Exercise: Search the records for "Expr" and copy each line that holds it.

————————

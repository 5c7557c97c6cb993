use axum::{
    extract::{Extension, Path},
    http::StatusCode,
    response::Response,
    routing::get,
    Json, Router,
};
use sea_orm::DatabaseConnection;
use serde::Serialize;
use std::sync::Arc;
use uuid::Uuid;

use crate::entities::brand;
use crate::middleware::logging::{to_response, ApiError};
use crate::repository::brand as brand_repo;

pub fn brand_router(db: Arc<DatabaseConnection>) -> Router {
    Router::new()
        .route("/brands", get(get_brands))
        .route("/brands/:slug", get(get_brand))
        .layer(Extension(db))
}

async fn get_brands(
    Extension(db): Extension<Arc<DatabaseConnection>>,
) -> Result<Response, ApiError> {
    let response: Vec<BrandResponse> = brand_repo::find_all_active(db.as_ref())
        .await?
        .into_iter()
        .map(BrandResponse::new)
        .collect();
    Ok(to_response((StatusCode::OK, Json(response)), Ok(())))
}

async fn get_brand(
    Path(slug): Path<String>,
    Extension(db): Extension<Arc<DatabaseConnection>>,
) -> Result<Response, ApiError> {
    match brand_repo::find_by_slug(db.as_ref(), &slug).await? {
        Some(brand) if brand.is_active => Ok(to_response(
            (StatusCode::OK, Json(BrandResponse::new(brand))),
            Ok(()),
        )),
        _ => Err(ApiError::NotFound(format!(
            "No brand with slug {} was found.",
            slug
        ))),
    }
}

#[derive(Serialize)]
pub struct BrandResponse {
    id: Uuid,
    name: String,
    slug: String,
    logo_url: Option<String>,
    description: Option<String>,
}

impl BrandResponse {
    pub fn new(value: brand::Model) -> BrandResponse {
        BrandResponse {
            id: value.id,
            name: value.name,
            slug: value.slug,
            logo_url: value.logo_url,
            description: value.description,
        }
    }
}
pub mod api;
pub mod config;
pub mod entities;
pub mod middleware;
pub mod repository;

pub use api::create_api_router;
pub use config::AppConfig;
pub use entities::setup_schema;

————————

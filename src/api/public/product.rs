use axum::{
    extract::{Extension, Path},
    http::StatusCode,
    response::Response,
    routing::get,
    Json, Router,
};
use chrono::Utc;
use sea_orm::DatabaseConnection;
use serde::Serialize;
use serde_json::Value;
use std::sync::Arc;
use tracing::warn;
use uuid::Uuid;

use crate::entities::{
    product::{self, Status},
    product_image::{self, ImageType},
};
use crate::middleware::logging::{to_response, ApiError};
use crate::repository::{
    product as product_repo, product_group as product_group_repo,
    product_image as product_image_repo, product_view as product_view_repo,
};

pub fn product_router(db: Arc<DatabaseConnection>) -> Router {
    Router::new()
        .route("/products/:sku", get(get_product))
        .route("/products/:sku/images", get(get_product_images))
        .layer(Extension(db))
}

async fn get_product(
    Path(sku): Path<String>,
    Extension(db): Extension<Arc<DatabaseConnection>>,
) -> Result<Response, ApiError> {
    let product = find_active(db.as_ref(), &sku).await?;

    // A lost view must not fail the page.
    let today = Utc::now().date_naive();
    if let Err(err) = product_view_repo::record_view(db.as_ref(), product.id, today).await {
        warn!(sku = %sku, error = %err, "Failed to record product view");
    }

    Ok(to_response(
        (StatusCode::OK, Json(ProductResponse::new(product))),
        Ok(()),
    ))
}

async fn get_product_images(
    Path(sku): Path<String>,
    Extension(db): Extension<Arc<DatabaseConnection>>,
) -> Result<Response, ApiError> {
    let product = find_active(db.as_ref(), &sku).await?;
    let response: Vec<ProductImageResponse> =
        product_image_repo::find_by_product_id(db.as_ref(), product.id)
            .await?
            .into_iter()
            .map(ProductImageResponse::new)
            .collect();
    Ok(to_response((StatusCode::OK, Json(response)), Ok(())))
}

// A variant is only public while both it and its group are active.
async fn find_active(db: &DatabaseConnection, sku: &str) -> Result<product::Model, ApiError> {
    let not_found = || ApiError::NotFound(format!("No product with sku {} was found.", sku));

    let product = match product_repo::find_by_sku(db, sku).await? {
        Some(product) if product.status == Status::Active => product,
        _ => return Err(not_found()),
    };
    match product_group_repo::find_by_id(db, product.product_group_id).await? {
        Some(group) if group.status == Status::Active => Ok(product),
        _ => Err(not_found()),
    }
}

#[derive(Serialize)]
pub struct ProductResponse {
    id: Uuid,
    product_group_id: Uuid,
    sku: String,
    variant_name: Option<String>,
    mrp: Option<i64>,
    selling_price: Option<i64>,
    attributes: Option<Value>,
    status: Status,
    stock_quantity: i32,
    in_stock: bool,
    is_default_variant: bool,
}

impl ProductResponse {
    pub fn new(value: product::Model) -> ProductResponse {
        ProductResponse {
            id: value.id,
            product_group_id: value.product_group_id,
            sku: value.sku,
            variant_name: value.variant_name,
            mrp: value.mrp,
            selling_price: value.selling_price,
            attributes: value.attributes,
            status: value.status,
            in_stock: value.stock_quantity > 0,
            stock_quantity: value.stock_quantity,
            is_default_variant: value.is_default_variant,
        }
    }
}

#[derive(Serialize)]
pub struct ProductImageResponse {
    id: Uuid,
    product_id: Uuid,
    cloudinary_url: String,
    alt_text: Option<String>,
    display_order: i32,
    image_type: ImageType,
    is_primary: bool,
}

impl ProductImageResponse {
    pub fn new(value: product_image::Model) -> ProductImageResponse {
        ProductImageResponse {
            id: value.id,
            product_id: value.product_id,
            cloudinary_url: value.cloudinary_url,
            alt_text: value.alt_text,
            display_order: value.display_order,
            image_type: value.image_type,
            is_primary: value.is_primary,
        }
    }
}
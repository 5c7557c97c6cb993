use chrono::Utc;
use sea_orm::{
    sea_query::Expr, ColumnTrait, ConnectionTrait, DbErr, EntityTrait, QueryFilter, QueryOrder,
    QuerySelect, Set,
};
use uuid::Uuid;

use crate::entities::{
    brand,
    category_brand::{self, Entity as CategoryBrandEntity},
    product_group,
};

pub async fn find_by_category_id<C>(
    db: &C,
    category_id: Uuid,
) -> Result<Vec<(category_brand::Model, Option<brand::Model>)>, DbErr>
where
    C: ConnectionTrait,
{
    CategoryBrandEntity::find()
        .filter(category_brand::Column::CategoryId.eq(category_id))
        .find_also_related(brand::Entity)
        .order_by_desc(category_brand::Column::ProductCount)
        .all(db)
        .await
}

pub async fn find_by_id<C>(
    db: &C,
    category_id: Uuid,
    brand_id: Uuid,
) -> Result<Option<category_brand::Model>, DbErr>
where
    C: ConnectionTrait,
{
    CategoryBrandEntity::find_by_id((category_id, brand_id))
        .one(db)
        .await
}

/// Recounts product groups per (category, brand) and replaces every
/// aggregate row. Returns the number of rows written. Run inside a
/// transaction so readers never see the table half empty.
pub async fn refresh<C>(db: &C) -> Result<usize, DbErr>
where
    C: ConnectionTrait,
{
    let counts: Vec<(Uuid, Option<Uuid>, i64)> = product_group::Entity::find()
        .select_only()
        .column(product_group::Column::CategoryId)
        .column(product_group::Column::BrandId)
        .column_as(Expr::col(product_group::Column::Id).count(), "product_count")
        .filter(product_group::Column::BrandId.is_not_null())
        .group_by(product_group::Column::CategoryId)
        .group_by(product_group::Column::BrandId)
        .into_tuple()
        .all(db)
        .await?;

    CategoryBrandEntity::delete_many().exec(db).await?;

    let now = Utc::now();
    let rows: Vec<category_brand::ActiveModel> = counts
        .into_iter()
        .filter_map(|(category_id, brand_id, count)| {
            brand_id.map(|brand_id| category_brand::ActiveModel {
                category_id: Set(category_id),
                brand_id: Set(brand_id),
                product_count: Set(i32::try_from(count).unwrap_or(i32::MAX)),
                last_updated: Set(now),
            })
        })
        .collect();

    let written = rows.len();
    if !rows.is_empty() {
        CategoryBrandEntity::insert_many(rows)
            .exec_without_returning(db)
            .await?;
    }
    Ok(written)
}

————————

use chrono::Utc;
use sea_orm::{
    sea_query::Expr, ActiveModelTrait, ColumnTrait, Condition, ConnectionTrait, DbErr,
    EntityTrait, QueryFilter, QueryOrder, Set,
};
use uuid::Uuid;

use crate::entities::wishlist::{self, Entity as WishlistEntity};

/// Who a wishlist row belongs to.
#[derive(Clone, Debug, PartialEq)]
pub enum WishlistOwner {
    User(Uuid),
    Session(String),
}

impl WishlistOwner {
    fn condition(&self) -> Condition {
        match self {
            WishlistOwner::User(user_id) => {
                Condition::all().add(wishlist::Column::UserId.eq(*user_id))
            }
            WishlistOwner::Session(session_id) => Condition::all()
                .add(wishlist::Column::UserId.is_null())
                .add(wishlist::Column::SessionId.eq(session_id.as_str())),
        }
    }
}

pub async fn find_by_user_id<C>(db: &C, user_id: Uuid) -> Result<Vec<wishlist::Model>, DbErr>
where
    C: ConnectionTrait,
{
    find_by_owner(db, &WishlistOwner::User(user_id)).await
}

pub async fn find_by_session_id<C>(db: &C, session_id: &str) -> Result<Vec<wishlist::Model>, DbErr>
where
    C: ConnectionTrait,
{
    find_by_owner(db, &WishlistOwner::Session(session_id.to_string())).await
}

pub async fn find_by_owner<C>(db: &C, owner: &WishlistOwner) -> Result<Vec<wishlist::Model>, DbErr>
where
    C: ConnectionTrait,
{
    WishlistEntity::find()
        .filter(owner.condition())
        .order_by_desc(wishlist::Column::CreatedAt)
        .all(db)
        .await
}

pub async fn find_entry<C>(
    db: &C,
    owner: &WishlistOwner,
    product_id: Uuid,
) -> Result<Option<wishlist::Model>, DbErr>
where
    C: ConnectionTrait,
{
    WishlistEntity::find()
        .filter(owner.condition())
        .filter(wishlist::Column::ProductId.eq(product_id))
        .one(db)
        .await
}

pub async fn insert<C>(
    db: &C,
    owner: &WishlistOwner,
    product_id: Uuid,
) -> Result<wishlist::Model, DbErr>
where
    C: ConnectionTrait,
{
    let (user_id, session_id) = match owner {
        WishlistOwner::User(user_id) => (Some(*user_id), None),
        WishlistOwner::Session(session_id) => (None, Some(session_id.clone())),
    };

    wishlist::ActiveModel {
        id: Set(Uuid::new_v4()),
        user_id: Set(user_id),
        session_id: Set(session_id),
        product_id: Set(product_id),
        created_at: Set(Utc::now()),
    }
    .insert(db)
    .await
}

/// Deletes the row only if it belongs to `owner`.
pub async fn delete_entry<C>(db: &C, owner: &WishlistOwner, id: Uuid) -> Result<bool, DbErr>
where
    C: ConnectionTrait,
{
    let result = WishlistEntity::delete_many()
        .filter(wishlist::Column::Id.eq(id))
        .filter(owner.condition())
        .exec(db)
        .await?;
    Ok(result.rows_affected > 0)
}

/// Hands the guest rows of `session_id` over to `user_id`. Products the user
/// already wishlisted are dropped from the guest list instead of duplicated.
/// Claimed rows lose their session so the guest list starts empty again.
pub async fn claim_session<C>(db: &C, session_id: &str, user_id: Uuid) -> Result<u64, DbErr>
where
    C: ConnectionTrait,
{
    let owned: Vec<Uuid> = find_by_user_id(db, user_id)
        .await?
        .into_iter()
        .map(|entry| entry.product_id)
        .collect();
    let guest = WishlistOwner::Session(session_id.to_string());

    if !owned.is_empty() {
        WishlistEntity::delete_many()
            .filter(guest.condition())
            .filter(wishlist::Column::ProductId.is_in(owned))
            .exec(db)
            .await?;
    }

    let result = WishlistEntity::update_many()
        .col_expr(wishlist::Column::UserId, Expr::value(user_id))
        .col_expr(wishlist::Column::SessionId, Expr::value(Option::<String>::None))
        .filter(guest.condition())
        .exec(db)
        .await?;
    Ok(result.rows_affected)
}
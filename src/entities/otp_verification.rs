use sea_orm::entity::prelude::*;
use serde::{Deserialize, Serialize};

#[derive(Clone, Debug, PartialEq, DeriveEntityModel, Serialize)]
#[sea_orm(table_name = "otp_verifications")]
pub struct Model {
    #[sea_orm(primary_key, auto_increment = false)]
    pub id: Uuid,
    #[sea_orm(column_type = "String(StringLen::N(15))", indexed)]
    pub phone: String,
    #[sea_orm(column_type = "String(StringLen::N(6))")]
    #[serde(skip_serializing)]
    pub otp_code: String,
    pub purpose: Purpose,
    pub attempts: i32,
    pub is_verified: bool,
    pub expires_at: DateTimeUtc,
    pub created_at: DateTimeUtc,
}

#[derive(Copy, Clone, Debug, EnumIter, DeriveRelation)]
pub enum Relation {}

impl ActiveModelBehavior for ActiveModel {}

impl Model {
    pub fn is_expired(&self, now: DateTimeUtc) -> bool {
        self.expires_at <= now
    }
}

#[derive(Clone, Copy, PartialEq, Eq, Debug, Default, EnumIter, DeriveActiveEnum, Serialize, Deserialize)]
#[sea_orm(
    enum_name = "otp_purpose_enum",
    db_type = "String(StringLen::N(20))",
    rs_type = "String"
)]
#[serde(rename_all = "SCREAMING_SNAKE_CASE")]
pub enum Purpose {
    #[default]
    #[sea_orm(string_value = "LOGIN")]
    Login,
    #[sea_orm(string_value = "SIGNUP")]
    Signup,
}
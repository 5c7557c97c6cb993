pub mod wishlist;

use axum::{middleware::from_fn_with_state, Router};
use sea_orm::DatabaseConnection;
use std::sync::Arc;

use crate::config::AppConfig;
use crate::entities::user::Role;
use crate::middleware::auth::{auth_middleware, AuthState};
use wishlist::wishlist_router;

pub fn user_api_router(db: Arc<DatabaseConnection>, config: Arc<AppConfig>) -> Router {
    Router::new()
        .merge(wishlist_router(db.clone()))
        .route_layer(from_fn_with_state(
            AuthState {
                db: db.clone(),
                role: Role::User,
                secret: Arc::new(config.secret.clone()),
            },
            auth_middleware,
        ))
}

————————

Task solution:
    sea_query::Expr, ColumnTrait, ConnectionTrait, DbErr, EntityTrait, QueryFilter, QueryOrder,
        .column_as(Expr::col(product_group::Column::Id).count(), "product_count")
    sea_query::Expr, ActiveModelTrait, ColumnTrait, Condition, ConnectionTrait, DbErr,
        .col_expr(wishlist::Column::UserId, Expr::value(user_id))
        .col_expr(wishlist::Column::SessionId, Expr::value(Option::<String>::None))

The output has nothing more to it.